NYC businessman buys growing swath of downtown Yonkers

Nick Sprayregen stands in front of his property on Main Street between Warburton Avenue and Larkin Plaza in Yonkers. Sprayregen has bought about 20 downtown properties, making him a major figure in the redevelopment of Yonkers.

Tania Savayan The Journal News

Nick Sprayregen stands in front of his property on Main Street between Warburton Avenue and Larkin Plaza in Yonkers. Sprayregen has bought about 20 downtown properties, making him a major figure in the redevelopment of Yonkers.

By Len Maniace <mailto:lmaniace@lohud.com> The Journal News * April 6, 2008

YONKERS -After waiting 35 years for a downtown revival touted by city officials, David Sarran says business at Rivertown Liquors is finally taking off.

In the old days, Sarran's best customers were prostitutes - the only people whose business thrived on lower Main Street - and their customers. With the opening in recent years of a few upscale housing developments, notably the renovated Trolley Barn and Collins Enterprises' River Park, Sarran's business has taken a turn for the better. His customer count is down by two-thirds, but he counts quality over quantity.

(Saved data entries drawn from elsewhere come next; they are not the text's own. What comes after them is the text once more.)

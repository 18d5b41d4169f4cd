//! Typed endpoint wrappers over [`ApiClient`](crate::ApiClient).

mod code_templates;
mod llm;
mod statements;

pub use code_templates::CodeTemplatesService;
pub use llm::LlmService;
pub use statements::StatementsService;
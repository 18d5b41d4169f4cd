//! Code editor columns and editor bindings

use std::sync::Arc;

use crate::error::{CoreError, CoreResult};
use crate::services::{ColumnRegistry, DocumentHub, EditorHandle, Loadable, RemoteResources};
use crate::types::{
    CodeEditorPatch, ColumnKind, ConfigPatch, DocumentKey, PanelConfig, TemplateKind,
};

pub struct EditorService {
    registry: Arc<ColumnRegistry>,
    resources: Arc<RemoteResources>,
    documents: Arc<DocumentHub>,
}

impl EditorService {
    pub fn new(
        registry: Arc<ColumnRegistry>,
        resources: Arc<RemoteResources>,
        documents: Arc<DocumentHub>,
    ) -> Self {
        Self {
            registry,
            resources,
            documents,
        }
    }

    /// Switch a code editor column to another template.
    ///
    /// The kind and title change right away; the code and language follow once
    /// the template is loaded, unless the column moved on to another kind meanwhile.
    pub async fn select_template(&self, column_id: &str, kind: TemplateKind) -> CoreResult<()> {
        self.registry
            .update_column(
                column_id,
                CodeEditorPatch {
                    template_type: Some(kind),
                    title: Some(kind.title().to_string()),
                    ..CodeEditorPatch::default()
                },
            )
            .await?;

        let Loadable::Ready(template) = self.resources.templates.load(Some(&kind)).await else {
            log::warn!("Template {kind} unavailable, keeping the editor contents");
            return Ok(());
        };

        self.registry
            .update_column_with(column_id, move |panel| {
                let still_selected = matches!(
                    panel,
                    PanelConfig::CodeEditor(config) if config.template_type == kind
                );
                if !still_selected {
                    return ConfigPatch::CodeEditor(CodeEditorPatch::default());
                }
                ConfigPatch::CodeEditor(CodeEditorPatch {
                    code: Some(template.code.clone()),
                    language: template.language.clone(),
                    ..CodeEditorPatch::default()
                })
            })
            .await
    }

    pub async fn set_code(&self, column_id: &str, code: impl Into<String>) -> CoreResult<()> {
        self.registry
            .update_column(column_id, CodeEditorPatch::code(code))
            .await
    }

    pub async fn update_title(&self, column_id: &str, title: impl Into<String>) -> CoreResult<()> {
        self.registry
            .update_column(
                column_id,
                CodeEditorPatch {
                    title: Some(title.into()),
                    ..CodeEditorPatch::default()
                },
            )
            .await
    }

    /// Editor bound to the shared `template:<kind>` document.
    pub async fn open_template_editor(&self, kind: TemplateKind, editable: bool) -> EditorHandle {
        let handle = self
            .documents
            .open(&DocumentKey::Template(kind), editable)
            .await;
        if !handle.document().is_hydrated().await {
            if let Loadable::Ready(template) = self.resources.templates.load(Some(&kind)).await {
                handle.document().hydrate(&template.code).await;
            }
        }
        handle
    }

    /// Editor bound to the shared `statement:<id>` document.
    pub async fn open_statement_editor(&self, statement_id: &str, editable: bool) -> EditorHandle {
        let handle = self
            .documents
            .open(&DocumentKey::Statement(statement_id.to_string()), editable)
            .await;
        if !handle.document().is_hydrated().await {
            let key = statement_id.to_string();
            if let Loadable::Ready(code) = self.resources.statement_code.load(Some(&key)).await {
                handle.document().hydrate(&code.code).await;
            }
        }
        handle
    }

    /// Editor for what a column shows: its template, or its selected statement's source.
    pub async fn open_column_editor(
        &self,
        column_id: &str,
        editable: bool,
    ) -> CoreResult<EditorHandle> {
        let column = self
            .registry
            .column(column_id)
            .ok_or_else(|| CoreError::ColumnNotFound(column_id.to_string()))?;
        match &column.panel {
            PanelConfig::CodeEditor(config) => {
                Ok(self.open_template_editor(config.template_type, editable).await)
            }
            PanelConfig::Statement(config) => {
                let statement_id = config
                    .selected_statement_id
                    .as_deref()
                    .ok_or(CoreError::NoStatementSelected)?;
                Ok(self.open_statement_editor(statement_id, editable).await)
            }
            PanelConfig::Assistant(_) => Err(CoreError::ColumnKindMismatch {
                id: column_id.to_string(),
                expected: ColumnKind::CodeEditor.to_string(),
            }),
        }
    }

    /// An unshared editor that never writes to the backend.
    pub async fn open_scratch_editor(&self) -> EditorHandle {
        self.documents.open(&DocumentKey::local(), true).await
    }
}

"Instead of relying on $2 customers, now we have $40 customers," said Sarran, a 62-year-old Trinidad native who came to the city from the Bronx and now lives in Sleepy Hollow.

Still, Sarran doesn't know how long he'll keep his store open. A New York City businessman, Nick Sprayregen, has quietly been buying up property on the block and has made an offer on the liquor store building at 47 Main St. So far, Saran has said no, but he is one of the few.

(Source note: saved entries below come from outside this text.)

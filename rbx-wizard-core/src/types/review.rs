//! Review report normalization

use serde_json::Value;

pub use rbx_wizard_api::ReviewReport;

const NO_ISSUES: &str = "✅ No issues found!";
const UNEXPECTED_RESPONSE: &str = "Unexpected response from server.";

/// Legacy report sections, in display order: (field, icon, title).
const LEGACY_SECTIONS: [(&str, &str, &str); 4] = [
    ("inconsistencies", "⚠️", "Inconsistencies"),
    ("validator_issues", "🐛", "Validator Issues"),
    ("checker_issues", "🔍", "Checker Issues"),
    ("interactor_issues", "🔄", "Interactor Issues"),
];

/// The report as markdown.
#[must_use]
pub fn report_to_markdown(report: ReviewReport) -> String {
    match report {
        ReviewReport::Markdown(markdown) => markdown,
        ReviewReport::Legacy(value) => legacy_to_markdown(&value),
    }
}

/// Render an issue-list report as one markdown section per non-empty list.
#[must_use]
pub fn legacy_to_markdown(value: &Value) -> String {
    let Some(object) = value.as_object() else {
        return UNEXPECTED_RESPONSE.to_string();
    };

    let mut lines: Vec<String> = Vec::new();
    for (field, icon, title) in LEGACY_SECTIONS {
        let Some(items) = object.get(field).and_then(Value::as_array) else {
            continue;
        };
        if items.is_empty() {
            continue;
        }
        lines.push(format!("## {icon} {title}"));
        lines.push(String::new());
        for item in items {
            match item {
                Value::String(text) => lines.push(format!("- {text}")),
                other => lines.push(format!("- {other}")),
            }
        }
        lines.push(String::new());
    }

    if lines.is_empty() {
        return NO_ISSUES.to_string();
    }
    lines.join("\n")
}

Over the past 22 months Sprayregen, who heads a family-owned self-storage business based in West Harlem, has been investing in downtown Yonkers; he now controls nearly two dozen properties.

In a city where officials often spend years courting developers before any sign of progress, the speed of Sprayregen's entrance into Yonkers real estate has been breathtaking.

His company, Rising Development, is now one of downtown's biggest property owners. Most of his properties are on the same block as Rivertown Liquors - from Main Street to Larkin Plaza, between Warburton Avenue and the Yonkers post office - an area that serves as one of the best-preserved glimpses of what the city looked like in the late 19th century.

Among Sprayregen's investments: the old Sears building; the historic Gazette Building, which houses the upscale restaurant Zuppa; Rubin Bros. Paint & Wallpaper, which opened in 1933; and the offices of the old Martinelli Publications, the chain of weekly newspapers Sprayregen bought and rechristened Rising Publications in June.

"Until recently most of what I had heard about Yonkers was negative," said Sprayregen, a 44-year-old New Rochelle native, who lives with his wife and four children on Manhattan's east side. "Exactly two years ago, I took a ride up there and loved what I was seeing - a refurbished train station, the new public library."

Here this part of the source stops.